- Task description: Find the string "ConfigError" in the records. Copy each line that has it.

(Exercise material begins)

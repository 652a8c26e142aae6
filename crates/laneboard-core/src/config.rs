#![forbid(unsafe_code)]

//! Board tuning loaded from TOML or JSON.
//!
//! ```toml
//! # laneboard.toml
//! [auto_scroll]
//! threshold_px = 140.0
//! min_speed_px = 2.0
//! max_speed_px = 20.0
//!
//! [preview]
//! width = 280.0
//! height = 96.0
//! ```
//!
//! Every field has a default, so a partial (or empty) file is valid. Loaders
//! run [`BoardConfig::validate`] and refuse configs with problems.

use std::path::Path;

use serde::{Deserialize, Serialize};

use crate::error::ConfigError;

/// Default edge margin that activates auto-scroll, in pixels.
pub const DEFAULT_SCROLL_THRESHOLD_PX: f64 = 140.0;
/// Default per-frame scroll at the threshold boundary.
pub const DEFAULT_MIN_SCROLL_SPEED_PX: f64 = 2.0;
/// Default per-frame scroll at (or past) the edge.
pub const DEFAULT_MAX_SCROLL_SPEED_PX: f64 = 20.0;
/// Default floating preview width; matches the rendered card width.
pub const DEFAULT_PREVIEW_WIDTH_PX: f64 = 280.0;
pub const DEFAULT_PREVIEW_HEIGHT_PX: f64 = 96.0;

// ---------------------------------------------------------------------------
// Sections
// ---------------------------------------------------------------------------

/// Edge auto-scroll tuning.
#[derive(Debug, Clone, Copy, PartialEq, Serialize, Deserialize)]
#[serde(default)]
pub struct AutoScrollConfig {
    /// Distance from a visible edge below which scrolling starts.
    pub threshold_px: f64,
    /// Pixels per frame right at the threshold.
    pub min_speed_px: f64,
    /// Pixels per frame at the edge; bounds per-frame jumps.
    pub max_speed_px: f64,
}

impl Default for AutoScrollConfig {
    fn default() -> Self {
        Self {
            threshold_px: DEFAULT_SCROLL_THRESHOLD_PX,
            min_speed_px: DEFAULT_MIN_SCROLL_SPEED_PX,
            max_speed_px: DEFAULT_MAX_SCROLL_SPEED_PX,
        }
    }
}

/// Floating touch preview size.
#[derive(Debug, Clone, Copy, PartialEq, Serialize, Deserialize)]
#[serde(default)]
pub struct PreviewConfig {
    pub width: f64,
    pub height: f64,
}

impl Default for PreviewConfig {
    fn default() -> Self {
        Self {
            width: DEFAULT_PREVIEW_WIDTH_PX,
            height: DEFAULT_PREVIEW_HEIGHT_PX,
        }
    }
}

// ---------------------------------------------------------------------------
// BoardConfig
// ---------------------------------------------------------------------------

/// Top-level board configuration.
#[derive(Debug, Clone, Copy, Default, PartialEq, Serialize, Deserialize)]
#[serde(default)]
pub struct BoardConfig {
    pub auto_scroll: AutoScrollConfig,
    pub preview: PreviewConfig,
}

impl BoardConfig {
    /// Load from a TOML string.
    pub fn from_toml_str(s: &str) -> Result<Self, ConfigError> {
        let config: Self = toml::from_str(s)?;
        config.checked()
    }

    /// Load from a TOML file on disk.
    pub fn from_toml_file(path: impl AsRef<Path>) -> Result<Self, ConfigError> {
        let content = std::fs::read_to_string(path.as_ref())?;
        Self::from_toml_str(&content)
    }

    /// Load from a JSON string.
    pub fn from_json_str(s: &str) -> Result<Self, ConfigError> {
        let config: Self = serde_json::from_str(s)?;
        config.checked()
    }

    /// Load from a JSON file on disk.
    pub fn from_json_file(path: impl AsRef<Path>) -> Result<Self, ConfigError> {
        let content = std::fs::read_to_string(path.as_ref())?;
        Self::from_json_str(&content)
    }

    /// Load from a file, choosing the format by extension (`.json` or TOML).
    pub fn from_file(path: impl AsRef<Path>) -> Result<Self, ConfigError> {
        let path = path.as_ref();
        match path.extension().and_then(|ext| ext.to_str()) {
            Some("json") => Self::from_json_file(path),
            _ => Self::from_toml_file(path),
        }
    }

    /// Serialize to TOML.
    pub fn to_toml_string(&self) -> Result<String, toml::ser::Error> {
        toml::to_string_pretty(self)
    }

    /// List every out-of-range parameter. Empty means valid.
    #[must_use]
    pub fn validate(&self) -> Vec<String> {
        let mut errors = Vec::new();
        let scroll = &self.auto_scroll;

        if !(scroll.threshold_px.is_finite() && scroll.threshold_px > 0.0) {
            errors.push(format!(
                "auto_scroll.threshold_px must be > 0, got {}",
                scroll.threshold_px
            ));
        }
        if !(scroll.min_speed_px.is_finite() && scroll.min_speed_px >= 0.0) {
            errors.push(format!(
                "auto_scroll.min_speed_px must be >= 0, got {}",
                scroll.min_speed_px
            ));
        }
        if !(scroll.max_speed_px.is_finite() && scroll.max_speed_px > 0.0) {
            errors.push(format!(
                "auto_scroll.max_speed_px must be > 0, got {}",
                scroll.max_speed_px
            ));
        }
        if scroll.max_speed_px < scroll.min_speed_px {
            errors.push(format!(
                "auto_scroll.max_speed_px ({}) must be >= min_speed_px ({})",
                scroll.max_speed_px, scroll.min_speed_px
            ));
        }

        if !(self.preview.width.is_finite() && self.preview.width > 0.0) {
            errors.push(format!("preview.width must be > 0, got {}", self.preview.width));
        }
        if !(self.preview.height.is_finite() && self.preview.height > 0.0) {
            errors.push(format!(
                "preview.height must be > 0, got {}",
                self.preview.height
            ));
        }

        errors
    }

    fn checked(self) -> Result<Self, ConfigError> {
        let errors = self.validate();
        if errors.is_empty() {
            Ok(self)
        } else {
            Err(ConfigError::Validation(errors))
        }
    }
}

(Exercise material ends)

- Task response:
use crate::error::ConfigError;
    pub fn from_toml_str(s: &str) -> Result<Self, ConfigError> {
    pub fn from_toml_file(path: impl AsRef<Path>) -> Result<Self, ConfigError> {
    pub fn from_json_str(s: &str) -> Result<Self, ConfigError> {
    pub fn from_json_file(path: impl AsRef<Path>) -> Result<Self, ConfigError> {
    pub fn from_file(path: impl AsRef<Path>) -> Result<Self, ConfigError> {
    fn checked(self) -> Result<Self, ConfigError> {
            Err(ConfigError::Validation(errors))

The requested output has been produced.